The predict, evaluate and adjust pipelines
4. The predict
, evaluate
and adjust
pipelines#
This chapter explains the functionality behind eensight
’s pipelines for producing, evaluating and updating models for counterfactual predictions of energy consumption.
When we use calendar features for counterfactual energy consumption predictions, we make two (2) assumptions:
The calendar features approximate a hidden variable (let’s call it
activity
) that reflects the operating schedule of the building, as well as the density of its energy usage.
For instance, activity
may reflect the number of people in the building during a specific time, which, in turn, affects the level of plug and/or cooling loads, and/or the heating and cooling strategy that may include a pre-heating or pre-cooling operation based on the expected occupancy changes.

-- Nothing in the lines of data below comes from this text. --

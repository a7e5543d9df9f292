//! Client command handlers and the client-archived consumer.

use tracing::{debug, info};

use super::{ClinicCommands, CommandError, CommandResult};
use crate::clock::Clock;
use crate::db::DbError;
use crate::models::{Animal, Client};

impl<'a, C: Clock> ClinicCommands<'a, C> {
    /// Register a new client in a clinic.
    pub fn register_client(
        &self,
        clinic_id: &str,
        first_name: &str,
        last_name: &str,
    ) -> CommandResult<Client> {
        let (first_name, last_name) = (first_name.trim(), last_name.trim());
        if first_name.is_empty() || last_name.is_empty() {
            return Err(CommandError::InvalidInput(
                "Client first and last name are required".into(),
            ));
        }

        let client = Client::register(
            uuid::Uuid::new_v4().to_string(),
            clinic_id.to_string(),
            first_name.to_string(),
            last_name.to_string(),
            self.clock.now(),
        );
        self.db.insert_client(&client)?;

        info!(client_id = %client.id, clinic_id, "client registered");
        Ok(client)
    }

    /// Archive a client and resolve ownership of every animal it owned.
    ///
    /// The client update, its `ClientArchived` event and every animal change
    /// commit together. On error nothing is stored and the command can be
    /// retried. Returns the animals whose ownership changed.
    pub fn archive_client(&self, clinic_id: &str, client_id: &str) -> CommandResult<Vec<Animal>> {
        let mut client = self
            .db
            .get_client(clinic_id, client_id)?
            .ok_or_else(|| CommandError::UnknownClient(client_id.to_string()))?;

        let now = self.clock.now();
        client.archive(now)?;

        let tx = self.db.transaction()?;
        let events = client.pull_domain_events();
        self.db.save_client_with_events(&client, &events, now)?;
        let resolved = self.resolve_archived_client(clinic_id, client_id)?;
        tx.commit().map_err(DbError::from)?;

        info!(client_id, clinic_id, animals = resolved.len(), "client archived");
        Ok(resolved)
    }

    /// Consumer for `ClientArchived`. Safe to run again for the same client:
    /// animals already resolved no longer list it as an active owner. All
    /// animals commit together.
    pub fn handle_client_archived(
        &self,
        clinic_id: &str,
        client_id: &str,
    ) -> CommandResult<Vec<Animal>> {
        let tx = self.db.transaction()?;
        let resolved = self.resolve_archived_client(clinic_id, client_id)?;
        tx.commit().map_err(DbError::from)?;
        Ok(resolved)
    }

    fn resolve_archived_client(
        &self,
        clinic_id: &str,
        client_id: &str,
    ) -> CommandResult<Vec<Animal>> {
        let animals = self.db.find_by_active_owner(clinic_id, client_id)?;
        if animals.is_empty() {
            debug!(client_id, clinic_id, "no animals to resolve");
            return Ok(Vec::new());
        }

        let now = self.clock.now();
        let mut resolved = Vec::with_capacity(animals.len());
        for mut animal in animals {
            animal.resolve_ownership_for_archived_client(client_id, now)?;
            animal.ensure_invariants()?;
            self.commit_animal(&mut animal)?;

            info!(
                animal_id = %animal.id(),
                client_id,
                primary_owner = animal.primary_owner().map(|o| o.client_id()).unwrap_or("-"),
                archived = animal.is_archived(),
                "ownership resolved for archived client"
            );
            resolved.push(animal);
        }
        Ok(resolved)
    }
}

This means that activity
levels are correlated with occupancy levels, but activity and occupancy don’t always coincide.
The relationship between the calendar features and the
activity
levels remains the same before and after the energy retrofit.
An alternative way to think about activity
is to regard it as a hidden variable that explains (part of) the variability of energy consumption given external (i.e. non occupancy-related) variables that are independent of the building’s operation.
The following diagram shows how activity
fits into an energy consumption prediction that uses calendar features:
The M&V approach of eensight
aims first at estimating directly the activity
feature and, then, at calculating the impact of an energy retrofit by comparing energy consumption before and after the retrofit for similar levels of occupancy-independent features (such as outdoor air temperature) and similar activity levels.